Culture

Beit: No Life, No Harvest

Read more from our monthly poetry series BEIT, here.

The following is a selection from our monthly poetry series BEIT. Mondoweiss recognizes and values the power of poetry to help us re-imagine our perceptions, ideas, and possibilities for the world.

To learn more about BEIT and submit poetry please visit here.


Mama tells me people are asking:
For how long will the trees continue to be watered?
        One lesson after death teaches
        questions you inherit as part of inheritance.
        Mourning periods are for those who remain,
                not what remains,
        not for the home, nor for the land.
        There is no scripture on grieving the home, the land left behind,
        just one person less leaving their footmarks in the soil,
        and us to mourn their absence.
What’s the alternative?
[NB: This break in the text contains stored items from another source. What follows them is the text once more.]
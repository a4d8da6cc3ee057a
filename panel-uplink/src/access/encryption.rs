//! Passphrase-derived encryption access.
//!
//! The root key comes from Argon2id over the passphrase, salted with the
//! satellite address and the API key head, so the same inputs always yield the
//! same key. Object keys are derived hierarchically: each `/`-separated
//! component of `bucket/object/key` is folded in with HMAC-SHA256. Narrowing
//! an access to a bucket/prefix keeps only the key of that node, from which
//! nothing outside the subtree can be derived.

use super::capability::{base64_bytes, split_components, ApiKey, PathRestriction};
use crate::utils::errors::{Result, StorageError, UplinkError};
use argon2::{Algorithm, Argon2, Params, Version};
use hmac::{Hmac, Mac};
use serde::{Deserialize, Serialize};
use sha2::{Digest, Sha256};
use std::fmt;

type HmacSha256 = Hmac<Sha256>;

/// Length of every key handled here.
pub const KEY_LEN: usize = 32;

pub type Key = [u8; KEY_LEN];

/// Argon2id cost parameters.
#[derive(Debug, Clone, Copy, PartialEq, Eq)]
pub struct KdfParams {
    pub memory_kib: u32,
    pub iterations: u32,
    pub parallelism: u32,
}

impl Default for KdfParams {
    fn default() -> Self {
        // OWASP baseline for Argon2id
        Self {
            memory_kib: 19 * 1024,
            iterations: 2,
            parallelism: 1,
        }
    }
}

#[derive(Clone, PartialEq, Eq, Serialize, Deserialize)]
struct ScopedKey {
    bucket: String,
    #[serde(default)]
    prefix: String,
    #[serde(with = "base64_bytes")]
    key: Vec<u8>,
}

#[derive(Clone, PartialEq, Eq, Serialize, Deserialize)]
pub struct EncryptionAccess {
    #[serde(default, skip_serializing_if = "Option::is_none", with = "optional_key")]
    root: Option<Vec<u8>>,

    #[serde(default, skip_serializing_if = "Vec::is_empty")]
    scoped: Vec<ScopedKey>,
}

impl EncryptionAccess {
    /// Derive the root access for `api_key` on `satellite` from `passphrase`.
    pub fn derive(
        api_key: &ApiKey,
        passphrase: &str,
        satellite: &str,
        params: KdfParams,
    ) -> Result<Self> {
        let salt = derivation_salt(api_key, satellite);
        let params = Params::new(
            params.memory_kib,
            params.iterations,
            params.parallelism,
            Some(KEY_LEN),
        )
        .map_err(|e| UplinkError::Validation(format!("invalid key derivation parameters: {}", e)))?;

        let mut key = [0u8; KEY_LEN];
        Argon2::new(Algorithm::Argon2id, Version::V0x13, params)
            .hash_password_into(passphrase.as_bytes(), &salt, &mut key)
            .map_err(|e| UplinkError::Validation(format!("key derivation failed: {}", e)))?;

        Ok(Self::from_root_key(key))
    }

    /// Access holding an unrestricted root key.
    pub fn from_root_key(key: Key) -> Self {
        Self {
            root: Some(key.to_vec()),
            scoped: Vec::new(),
        }
    }

    /// True when the access can derive keys for any bucket.
    pub fn is_root(&self) -> bool {
        self.root.is_some()
    }

    /// The bucket/prefix subtrees a narrowed access covers.
    pub fn restrictions(&self) -> Vec<PathRestriction> {
        self.scoped
            .iter()
            .map(|s| PathRestriction::new(&s.bucket, &s.prefix))
            .collect()
    }

    /// Narrow to the subtree rooted at `restriction`.
    pub fn restrict(&self, restriction: &PathRestriction) -> Result<Self> {
        let key = self.node_key(&restriction.bucket, &restriction.prefix_components())?;
        Ok(Self {
            root: None,
            scoped: vec![ScopedKey {
                bucket: restriction.bucket.clone(),
                prefix: restriction.path_prefix.clone(),
                key: key.to_vec(),
            }],
        })
    }

    /// Content key of `object_key` in `bucket`.
    pub fn object_key(&self, bucket: &str, object_key: &str) -> Result<Key> {
        self.node_key(bucket, &split_components(object_key))
    }

    fn node_key(&self, bucket: &str, components: &[&str]) -> Result<Key> {
        if let Some(root) = &self.root {
            let start = walk(to_key(root)?, &[bucket])?;
            return walk(start, components);
        }

        // Longest covering prefix wins.
        let covering = self
            .scoped
            .iter()
            .filter_map(|scoped| {
                let prefix = split_components(&scoped.prefix);
                (scoped.bucket == bucket && components.starts_with(&prefix))
                    .then_some((scoped, prefix.len()))
            })
            .max_by_key(|(_, depth)| *depth);

        match covering {
            Some((scoped, depth)) => walk(to_key(&scoped.key)?, &components[depth..]),
            None => Err(StorageError::PermissionDenied(format!(
                "encryption access does not cover {}/{}",
                bucket,
                components.join("/")
            ))
            .into()),
        }
    }

    /// Reject key material of the wrong size.
    pub(crate) fn validate(&self) -> Result<()> {
        if let Some(root) = &self.root {
            to_key(root)?;
        }
        for scoped in &self.scoped {
            to_key(&scoped.key)?;
        }
        if self.root.is_none() && self.scoped.is_empty() {
            return Err(UplinkError::Format("encryption access holds no keys".into()));
        }
        Ok(())
    }
}

impl fmt::Debug for EncryptionAccess {
    fn fmt(&self, f: &mut fmt::Formatter<'_>) -> fmt::Result {
        f.debug_struct("EncryptionAccess")
            .field("root", &self.root.as_ref().map(|_| "<redacted>"))
            .field("restrictions", &self.restrictions())
            .finish()
    }
}

fn derivation_salt(api_key: &ApiKey, satellite: &str) -> [u8; 32] {
    let mut hasher = Sha256::new();
    hasher.update(satellite.as_bytes());
    hasher.update([0u8]);
    hasher.update(api_key.head());
    let mut salt = [0u8; 32];
    salt.copy_from_slice(&hasher.finalize());
    salt
}

fn walk(mut key: Key, components: &[&str]) -> Result<Key> {
    for component in components {
        let mut mac = HmacSha256::new_from_slice(&key)
            .map_err(|e| UplinkError::Format(format!("invalid derivation key: {}", e)))?;
        mac.update(component.as_bytes());
        key.copy_from_slice(&mac.finalize().into_bytes());
    }
    Ok(key)
}

fn to_key(bytes: &[u8]) -> Result<Key> {
    bytes
        .try_into()
        .map_err(|_| UplinkError::Format(format!("encryption key must be {} bytes", KEY_LEN)))
}

mod optional_key {
    use base64::engine::general_purpose::URL_SAFE_NO_PAD;
    use base64::Engine;
    use serde::{Deserialize, Deserializer, Serializer};

    pub fn serialize<S: Serializer>(key: &Option<Vec<u8>>, serializer: S) -> Result<S::Ok, S::Error> {
        match key {
            Some(bytes) => serializer.serialize_str(&URL_SAFE_NO_PAD.encode(bytes)),
            None => serializer.serialize_none(),
        }
    }

    pub fn deserialize<'de, D: Deserializer<'de>>(
        deserializer: D,
    ) -> Result<Option<Vec<u8>>, D::Error> {
        match Option::<String>::deserialize(deserializer)? {
            Some(encoded) => URL_SAFE_NO_PAD
                .decode(encoded.as_bytes())
                .map(Some)
                .map_err(serde::de::Error::custom),
            None => Ok(None),
        }
    }
}

#[cfg(test)]
pub(crate) mod tests {
    use super::*;

    /// Cheap parameters so tests don't spend seconds in Argon2.
    pub(crate) const TEST_KDF: KdfParams = KdfParams {
        memory_kib: 64,
        iterations: 1,
        parallelism: 1,
    };

    fn api_key() -> ApiKey {
        ApiKey::issue(b"secret", b"project-head".to_vec())
    }

    #[test]
    fn test_derivation_is_deterministic() {
        let a = EncryptionAccess::derive(&api_key(), "passphrase", "sat:7777", TEST_KDF).unwrap();
        let b = EncryptionAccess::derive(&api_key(), "passphrase", "sat:7777", TEST_KDF).unwrap();
        assert_eq!(a, b);
        assert_eq!(
            a.object_key("backups", "2024/site.tar.gz").unwrap(),
            b.object_key("backups", "2024/site.tar.gz").unwrap()
        );
    }

    #[test]
    fn test_derivation_depends_on_every_input() {
        let base = EncryptionAccess::derive(&api_key(), "passphrase", "sat:7777", TEST_KDF).unwrap();
        let other_pass = EncryptionAccess::derive(&api_key(), "other", "sat:7777", TEST_KDF).unwrap();
        let other_sat = EncryptionAccess::derive(&api_key(), "passphrase", "sat:7778", TEST_KDF).unwrap();
        let other_key = ApiKey::issue(b"secret", b"another-head".to_vec());
        let other_head = EncryptionAccess::derive(&other_key, "passphrase", "sat:7777", TEST_KDF).unwrap();

        assert_ne!(base, other_pass);
        assert_ne!(base, other_sat);
        assert_ne!(base, other_head);
    }

    #[test]
    fn test_object_keys_differ_per_path() {
        let access = EncryptionAccess::from_root_key([7u8; KEY_LEN]);
        let a = access.object_key("backups", "2024/a.tar.gz").unwrap();
        let b = access.object_key("backups", "2024/b.tar.gz").unwrap();
        let c = access.object_key("other", "2024/a.tar.gz").unwrap();
        assert_ne!(a, b);
        assert_ne!(a, c);
    }

    #[test]
    fn test_restricted_access_derives_same_keys_inside_prefix() {
        let root = EncryptionAccess::from_root_key([7u8; KEY_LEN]);
        let restricted = root
            .restrict(&PathRestriction::new("backups", "2024/"))
            .unwrap();

        assert!(!restricted.is_root());
        assert_eq!(
            restricted.object_key("backups", "2024/site.tar.gz").unwrap(),
            root.object_key("backups", "2024/site.tar.gz").unwrap()
        );
    }

    #[test]
    fn test_restricted_access_cannot_leave_prefix() {
        let restricted = EncryptionAccess::from_root_key([7u8; KEY_LEN])
            .restrict(&PathRestriction::new("backups", "2024/"))
            .unwrap();

        for (bucket, key) in [("backups", "2023/site.tar.gz"), ("other", "2024/site.tar.gz")] {
            let err = restricted.object_key(bucket, key).unwrap_err();
            assert!(matches!(
                err,
                UplinkError::Storage(StorageError::PermissionDenied(_))
            ));
        }
    }

    #[test]
    fn test_serde_keeps_restrictions() {
        let restricted = EncryptionAccess::from_root_key([1u8; KEY_LEN])
            .restrict(&PathRestriction::new("backups", "2024/"))
            .unwrap();
        let json = serde_json::to_string(&restricted).unwrap();
        let parsed: EncryptionAccess = serde_json::from_str(&json).unwrap();
        parsed.validate().unwrap();
        assert_eq!(parsed, restricted);
        assert_eq!(parsed.restrictions(), vec![PathRestriction::new("backups", "2024/")]);
    }

    #[test]
    fn test_validate_rejects_short_keys() {
        let parsed: EncryptionAccess = serde_json::from_str(r#"{"root": "AAAA"}"#).unwrap();
        assert!(matches!(parsed.validate(), Err(UplinkError::Format(_))));

        let empty: EncryptionAccess = serde_json::from_str("{}").unwrap();
        assert!(matches!(empty.validate(), Err(UplinkError::Format(_))));
    }
}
I ask.
        I cannot accept the alternative,
        which is to say
                the fruits are no longer,
        and that’s to say
                no life,
        and that’s to say
                no harvest.
        The alternative is the ultimate death after death.
Mama, I want to say,
How does one go from accepting Siti’s invitation to
Come, let’s go water the trees to
wondering when the water will be cut off?
        As if there are no attempts to burn
                our livelihoods
        whilst trying to
                claim our lives.
        Did they forget that in the woman
        holding on to an olive tree
        there are women who
                harvested it,
        which is to say
                gave life to it?
        In ghorbah, I learned you can learn
                something new
        about something you thought
                you outgrew.
        In ghorbah, an unexpected man
        asks me to
                marvel with him
        at how olive trees grow in three generations!
        I wonder if he’s ever sat in the shadow of one,
                or if he wants to.
Mama, I want to say, how can we stop
watering something that took three generations to arrive?
        I carry these generations through my senses.
                In a photo,
        Siti next to Sidi,
        A frame of blooming roses around them.
                In music,
        Siti next to Sidi singing
        Mawtini at a graduation ceremony.
        They made love look so easy.
Mama, a friend tells me
she feels like we’re losing a generation.
        three generations ago,
        Sidi was born between
                mawsam el-teen wa el-zaytoon.
        Imagine the olive tree planted
        at his birth,
        what it was witness to,
        the stories collected
        during harvest
        ever since.
Mama, the farmer will never know
if the tree grew or not, if it was harvested or not,
        but the alternative is losing
                what was
        three generations in the making.
        We plant for the future because we,
                you and I,
        are the future they thought wouldn’t be.
Mama, when they ask
For how long will the trees continue to be watered?
Tell them: until the future is guaranteed.